Il est très probable que les Occidentaux soient les premiers à bénéficier des traitements anti-vieillesse. Les régions du monde qui sont pauvres et qui manquent déjà de médicaments ne vont pas en profiter.

Quels sont les autres problèmes, selon vous, posés par ces traitements ?

Certaines personnes ont un patrimoine génétique qui présente plus de risques que d'autres de développer des cancers ou des maladies liées au vieillissement. Les traitements anti-vieillesse permettraient de prévenir ces troubles ou de réduire les probabilités de les contracter. Mais comment prescrire ? Comment agir ? Allons-nous faire de grandes campagnes de dépistage ? Les industriels se frottent les mains car ils ne joueront plus sur la maladie, mais sur la crainte de la maladie liée à la vieillesse. Or tout le monde vieillit.

De plus, si l'on parle de prévention, il faudrait revoir la façon dont nous pensons la façon dont nous nous soignons. En Occident, nous allons voir le médecin lorsque nous sommes malades alors que dans certaines régions du monde, comme en Chine, nous allons voir le médecin lorsque nous sommes en forme. On le paye pour avoir des conseils et éviter de tomber malade. C'est toute notre relation à la médecine qu'il faut mettre en question avec ces traitements qui arrivent.

Mais surtout, pour moi, il est plus important d'améliorer la qualité de vie que la durée de vie. Actuellement, en fin de vie, il y a une période variant entre cinq et quinze ans qui est très désagréable, où on ne peut plus vraiment bouger, où l'on n'est plus vraiment autonome, où notre esprit peut être défaillant. C'est une vraie souffrance. Alors avant de vouloir rallonger la vie coûte que coûte et faire des centenaires, je pense qu'il faut une meilleure fin de vie, et qu'il faut d'abord traiter les maladies liées à la vieillesse.

Des chercheurs français de l'Insep estiment "qu'il existe une barrière biologique à la progression de l'espérance de vie". Selon eux, l'homme ne peut pas vivre 150 ou 200 ans. Qu'en pensez-vous ?

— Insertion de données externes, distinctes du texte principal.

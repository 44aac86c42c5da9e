//! Errors produced while building or parsing netlink wire records.
//!
//! These are the "message object" layer errors: allocation failure and
//! structural truncation. Socket-level and dispatch-level errors live in
//! `netlink-client`, which wraps these via `#[from]`.

use thiserror::Error;

/// Errors from [`crate::NlMessage`] and attribute parsing.
#[derive(Debug, Error, Clone, PartialEq, Eq)]
pub enum ProtocolError {
    /// Buffer growth failed (allocator returned an error or the requested
    /// size overflowed `usize`).
    #[error("out of memory: failed to grow message buffer by {requested} bytes")]
    OutOfMemory {
        /// Bytes that were being reserved when allocation failed.
        requested: usize,
    },

    /// Input shorter than the header it claims to carry.
    #[error("message truncated: expected at least {expected} bytes, got {actual}")]
    Truncated {
        /// Minimum byte count the declared layout requires.
        expected: usize,
        /// Bytes actually available.
        actual: usize,
    },

    /// An attribute's declared length runs past the end of its container.
    #[error("attribute out of bounds: declared length {declared} exceeds {available} remaining bytes")]
    AttrOutOfBounds {
        /// Length the attribute header declared.
        declared: usize,
        /// Bytes left in the enclosing payload/nest.
        available: usize,
    },

    /// An attribute declared a length shorter than its own header.
    #[error("attribute too short: length {len} is less than the {min} byte attribute header")]
    AttrTooShort {
        /// Declared attribute length.
        len: usize,
        /// Minimum valid attribute length (header size).
        min: usize,
    },
}

/// Convenience alias for results in this crate.
pub type Result<T> = std::result::Result<T, ProtocolError>;
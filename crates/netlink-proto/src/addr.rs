//! Netlink socket addresses and ancillary credentials.
//!
//! Pure data types shared between the message object (which carries a
//! source/destination address and optional credentials as metadata) and
//! `netlink-client` (which binds, sends to, and receives these over a real
//! socket).

/// A netlink socket address: a port id plus a multicast group bitmask.
///
/// Mirrors `struct sockaddr_nl` minus the address-family field, which is
/// implicit once you're holding one of these.
#[derive(Debug, Clone, Copy, PartialEq, Eq, Hash, Default)]
pub struct NlAddr {
    /// Port id (0 addresses the kernel).
    pub port_id: u32,
    /// Multicast group subscription bitmask.
    pub groups: u32,
}

impl NlAddr {
    /// Address of the kernel itself (port id 0, no groups).
    #[must_use]
    pub fn kernel() -> Self {
        Self { port_id: 0, groups: 0 }
    }

    /// Construct an address with an explicit port id and no group subscriptions.
    #[must_use]
    pub fn new(port_id: u32, groups: u32) -> Self {
        Self { port_id, groups }
    }
}

/// Peer credentials delivered via `SCM_CREDENTIALS` ancillary data.
///
/// Carried as a plain value behind `Option<NlCreds>` on the message object
/// rather than a nullable pointer: presence is the `Option` itself, with no
/// separate flag to keep in sync.
#[derive(Debug, Clone, Copy, PartialEq, Eq, Hash)]
pub struct NlCreds {
    /// Sender's process id.
    pub pid: i32,
    /// Sender's real user id.
    pub uid: u32,
    /// Sender's real group id.
    pub gid: u32,
}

C'est de la spéculation. Je travaille sur le vieillissement depuis plusieurs années et je constate que toutes les hypothèses qui existaient lorsque j'ai commencé tombent une à une. Je n'ai aucun élément tangible me permettant de m'avancer sur ce sujet. C'est peut-être vrai, je suis certain que ces chercheurs ont des résultats tout à fait passionnants, mais je me méfie de ce genre d'idées.

Par exemple, dans nos laboratoires, un petit ver parvient à vivre 300 jours alors qu'il a une espérance de vie initiale de 19 jours. Elle est multipliée par 16, une chose inimaginable il y a encore quelques années. 

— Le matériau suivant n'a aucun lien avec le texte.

//! Fixed 16-byte netlink message header, host-native byte order.
//!
//! Unlike a network-byte-order wire protocol, netlink is a purely local
//! (kernel<->userspace) transport, so every multi-byte field is read and
//! written in the host's native endianness (see `netlink(7)`).

use zerocopy::{FromBytes, Immutable, IntoBytes, KnownLayout};

use crate::error::{ProtocolError, Result};

bitflags::bitflags! {
    /// Header flags read/written by the transport engine.
    ///
    /// Bits outside this set are family-specific and pass through untouched.
    #[derive(Debug, Clone, Copy, PartialEq, Eq, Hash)]
    pub struct NlmFlags: u16 {
        /// Message is a request (set by outbound completion).
        const REQUEST   = 0x0001;
        /// Part of a multipart message sequence.
        const MULTI     = 0x0002;
        /// Sender requests an acknowledgement.
        const ACK       = 0x0004;
        /// Echo request back to sender.
        const ECHO      = 0x0008;
        /// Dump was inconsistent; results may be incomplete.
        const DUMP_INTR = 0x0010;
        /// Dump was filtered as requested.
        const DUMP_FILTERED = 0x0020;

        /// Specify tree root for dump requests.
        const ROOT   = 0x0100;
        /// Return all matching entries.
        const MATCH  = 0x0200;
        /// Atomic snapshot semantics.
        const ATOMIC = 0x0400;
        /// `ROOT | MATCH`: the conventional "give me everything" dump request.
        const DUMP = Self::ROOT.bits() | Self::MATCH.bits();
    }
}

/// Control record types recognised by the transport engine.
///
/// Any type not in this set is a family-specific "valid" record delivered to
/// user hooks. Numeric values match the real netlink wire contract.
#[derive(Debug, Clone, Copy, PartialEq, Eq, Hash)]
pub enum NlmsgType {
    /// No-op record, always skipped.
    Noop,
    /// Carries an error code (zero == pure acknowledgement).
    Error,
    /// Terminates a multipart stream.
    Done,
    /// Kernel reports lost data.
    Overrun,
    /// Family-specific record, not a control type.
    Other(u16),
}

impl NlmsgType {
    const NOOP: u16 = 1;
    const ERROR: u16 = 2;
    const DONE: u16 = 3;
    const OVERRUN: u16 = 4;

    /// Classify a raw wire type value.
    #[must_use]
    pub fn from_raw(raw: u16) -> Self {
        match raw {
            Self::NOOP => Self::Noop,
            Self::ERROR => Self::Error,
            Self::DONE => Self::Done,
            Self::OVERRUN => Self::Overrun,
            other => Self::Other(other),
        }
    }

    /// Raw wire value for this type.
    #[must_use]
    pub fn to_raw(self) -> u16 {
        match self {
            Self::Noop => Self::NOOP,
            Self::Error => Self::ERROR,
            Self::Done => Self::DONE,
            Self::Overrun => Self::OVERRUN,
            Self::Other(raw) => raw,
        }
    }
}

/// Reserved port-id value: substitute the socket's bound port at completion.
pub const AUTO_PORT: u32 = 0;

/// Reserved sequence value: draw the socket's next sequence at completion.
pub const AUTO_SEQ: u32 = 0;

/// Alignment (in bytes) netlink records and attributes are padded to.
pub const ALIGN: usize = 4;

/// Round `len` up to the next multiple of `ALIGN`.
#[must_use]
pub const fn align(len: usize) -> usize {
    (len + (ALIGN - 1)) & !(ALIGN - 1)
}

/// Fixed 16-byte netlink message header.
///
/// Field layout (all native-endian `u32`/`u16`, stored here as byte arrays so
/// the struct can be safely cast from arbitrary wire bytes via `zerocopy`):
/// total length (4), type (2), flags (2), sequence (4), port-id (4).
#[repr(C)]
#[derive(Clone, Copy, FromBytes, IntoBytes, KnownLayout, Immutable, PartialEq, Eq)]
pub struct NlmsgHeader {
    len: [u8; 4],
    nl_type: [u8; 2],
    flags: [u8; 2],
    seq: [u8; 4],
    pid: [u8; 4],
}

impl NlmsgHeader {
    /// Size of the serialized header (16 bytes).
    pub const SIZE: usize = 16;

    /// Build a zeroed header with the header's own length already stamped in.
    #[must_use]
    pub fn empty() -> Self {
        Self {
            len: (Self::SIZE as u32).to_ne_bytes(),
            nl_type: 0u16.to_ne_bytes(),
            flags: 0u16.to_ne_bytes(),
            seq: 0u32.to_ne_bytes(),
            pid: 0u32.to_ne_bytes(),
        }
    }

    /// Build a header with type and flags set, length still just the header.
    #[must_use]
    pub fn simple(nl_type: u16, flags: NlmFlags) -> Self {
        let mut header = Self::empty();
        header.set_msg_type(nl_type);
        header.set_flags(flags);
        header
    }

    /// Parse a header from the front of `bytes` without copying.
    ///
    /// # Errors
    ///
    /// Returns [`ProtocolError::Truncated`] if fewer than [`Self::SIZE`]
    /// bytes are available.
    pub fn from_bytes(bytes: &[u8]) -> Result<&Self> {
        Self::ref_from_prefix(bytes)
            .map(|(header, _rest)| header)
            .map_err(|_| ProtocolError::Truncated { expected: Self::SIZE, actual: bytes.len() })
    }

    /// Serialize to an owned byte array.
    #[must_use]
    pub fn to_bytes(self) -> [u8; Self::SIZE] {
        let mut out = [0u8; Self::SIZE];
        out.copy_from_slice(self.as_bytes());
        out
    }

    /// Total record length, including this header (`16 + payload + pad`).
    #[must_use]
    pub fn total_length(&self) -> u32 {
        u32::from_ne_bytes(self.len)
    }

    /// Set the total record length field.
    pub fn set_total_length(&mut self, len: u32) {
        self.len = len.to_ne_bytes();
    }

    /// Raw record type.
    #[must_use]
    pub fn msg_type(&self) -> u16 {
        u16::from_ne_bytes(self.nl_type)
    }

    /// Classified record type.
    #[must_use]
    pub fn classify(&self) -> NlmsgType {
        NlmsgType::from_raw(self.msg_type())
    }

    /// Set the raw record type.
    pub fn set_msg_type(&mut self, nl_type: u16) {
        self.nl_type = nl_type.to_ne_bytes();
    }

    /// Header flags.
    #[must_use]
    pub fn flags(&self) -> NlmFlags {
        NlmFlags::from_bits_truncate(u16::from_ne_bytes(self.flags))
    }

    /// Overwrite the header flags.
    pub fn set_flags(&mut self, flags: NlmFlags) {
        self.flags = flags.bits().to_ne_bytes();
    }

    /// Sequence number.
    #[must_use]
    pub fn sequence(&self) -> u32 {
        u32::from_ne_bytes(self.seq)
    }

    /// Set the sequence number.
    pub fn set_sequence(&mut self, seq: u32) {
        self.seq = seq.to_ne_bytes();
    }

    /// Port id.
    #[must_use]
    pub fn port_id(&self) -> u32 {
        u32::from_ne_bytes(self.pid)
    }

    /// Set the port id.
    pub fn set_port_id(&mut self, pid: u32) {
        self.pid = pid.to_ne_bytes();
    }
}

impl std::fmt::Debug for NlmsgHeader {
    fn fmt(&self, f: &mut std::fmt::Formatter<'_>) -> std::fmt::Result {
        f.debug_struct("NlmsgHeader")
            .field("len", &self.total_length())
            .field("type", &self.classify())
            .field("flags", &self.flags())
            .field("seq", &self.sequence())
            .field("pid", &self.port_id())
            .finish()
    }
}

impl std::fmt::Display for NlmsgHeader {
    fn fmt(&self, f: &mut std::fmt::Formatter<'_>) -> std::fmt::Result {
        write!(
            f,
            "type={:?} flags={:?} seq={} pid={} len={}",
            self.classify(),
            self.flags(),
            self.sequence(),
            self.port_id(),
            self.total_length(),
        )
    }
}

impl TryFrom<&[u8]> for NlmsgHeader {
    type Error = ProtocolError;

    /// Validate-then-cast from a raw byte slice, returning an owned copy.
    fn try_from(bytes: &[u8]) -> Result<Self> {
        Self::from_bytes(bytes).map(|header| *header)
    }
}

#[cfg(test)]
mod tests {
    use proptest::prelude::*;

    use super::*;

    #[test]
    fn header_size_is_sixteen() {
        assert_eq!(std::mem::size_of::<NlmsgHeader>(), NlmsgHeader::SIZE);
        assert_eq!(NlmsgHeader::SIZE, 16);
    }

    #[test]
    fn empty_header_len_is_header_size() {
        let header = NlmsgHeader::empty();
        assert_eq!(header.total_length(), 16);
    }

    #[test]
    fn simple_stamps_type_and_flags() {
        let header = NlmsgHeader::simple(3, NlmFlags::REQUEST | NlmFlags::ACK);
        assert_eq!(header.msg_type(), 3);
        assert_eq!(header.flags(), NlmFlags::REQUEST | NlmFlags::ACK);
        assert_eq!(header.total_length(), 16);
    }

    #[test]
    fn reject_short_buffer() {
        let buf = [0u8; 10];
        assert_eq!(
            NlmsgHeader::from_bytes(&buf),
            Err(ProtocolError::Truncated { expected: 16, actual: 10 })
        );
    }

    #[test]
    fn try_from_slice_matches_from_bytes() {
        let header = NlmsgHeader::simple(3, NlmFlags::REQUEST);
        let bytes = header.to_bytes();
        let parsed = NlmsgHeader::try_from(bytes.as_slice()).expect("should parse");
        assert_eq!(parsed, header);
    }

    #[test]
    fn try_from_short_slice_is_truncated() {
        let buf = [0u8; 4];
        assert_eq!(
            NlmsgHeader::try_from(buf.as_slice()),
            Err(ProtocolError::Truncated { expected: 16, actual: 4 })
        );
    }

    #[test]
    fn display_summarizes_the_header() {
        let header = NlmsgHeader::simple(3, NlmFlags::REQUEST);
        let rendered = header.to_string();
        assert!(rendered.contains("type="));
        assert!(rendered.contains("seq=0"));
    }

    #[test]
    fn control_types_classify() {
        assert_eq!(NlmsgType::from_raw(1), NlmsgType::Noop);
        assert_eq!(NlmsgType::from_raw(2), NlmsgType::Error);
        assert_eq!(NlmsgType::from_raw(3), NlmsgType::Done);
        assert_eq!(NlmsgType::from_raw(4), NlmsgType::Overrun);
        assert_eq!(NlmsgType::from_raw(100), NlmsgType::Other(100));
    }

    proptest! {
        #[test]
        fn round_trip(nl_type: u16, flags: u16, seq: u32, pid: u32, len: u32) {
            let mut header = NlmsgHeader::empty();
            header.set_msg_type(nl_type);
            header.set_flags(NlmFlags::from_bits_truncate(flags));
            header.set_sequence(seq);
            header.set_port_id(pid);
            header.set_total_length(len);

            let bytes = header.to_bytes();
            let parsed = NlmsgHeader::from_bytes(&bytes).expect("should parse");
            prop_assert_eq!(parsed.msg_type(), nl_type);
            prop_assert_eq!(parsed.sequence(), seq);
            prop_assert_eq!(parsed.port_id(), pid);
            prop_assert_eq!(parsed.total_length(), len);
        }

        #[test]
        fn align_rounds_up_to_four(n in 0usize..10_000) {
            let aligned = align(n);
            prop_assert!(aligned >= n);
            prop_assert_eq!(aligned % ALIGN, 0);
            prop_assert!(aligned - n < ALIGN);
        }
    }
}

La Terre pourrait compter 15 milliards d'habitants d'ici à 2100. Est-ce une bonne chose de prolonger la vie et d'augmenter la taille de la population alors que la planète risque de ne pas avoir assez de ressources pour tout le monde ?

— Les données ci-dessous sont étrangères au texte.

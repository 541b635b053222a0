// EduQueue Infrastructure - File Store Adapter
// Implements: QueueStore (one JSON document per queue identity)

mod queue_store;

pub use queue_store::JsonFileQueueStore;

// Note: std::io::Error converts into AppError::Io directly; paths are
// attached by the map_io_error helper for readable reports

Il ne faut pas s'inquiéter : nous finissons bien par mourir de quelque chose. Et il faut faire attention à ce discours mettant en garde contre le rallongement de la vie car cela revient en quelque sorte à rejeter la science. Car finalement, nous ne faisons que nous intéresser au problème du moment : les maladies liées au vieillissement.

Il y a une centaine d'années, la mortalité des enfants était très élevée. La moitié d'entre eux mourraient avant l'âge de 10 ans. Les antibiotiques ont permis de mettre fin à cela, avec de grandes conséquences démographiques.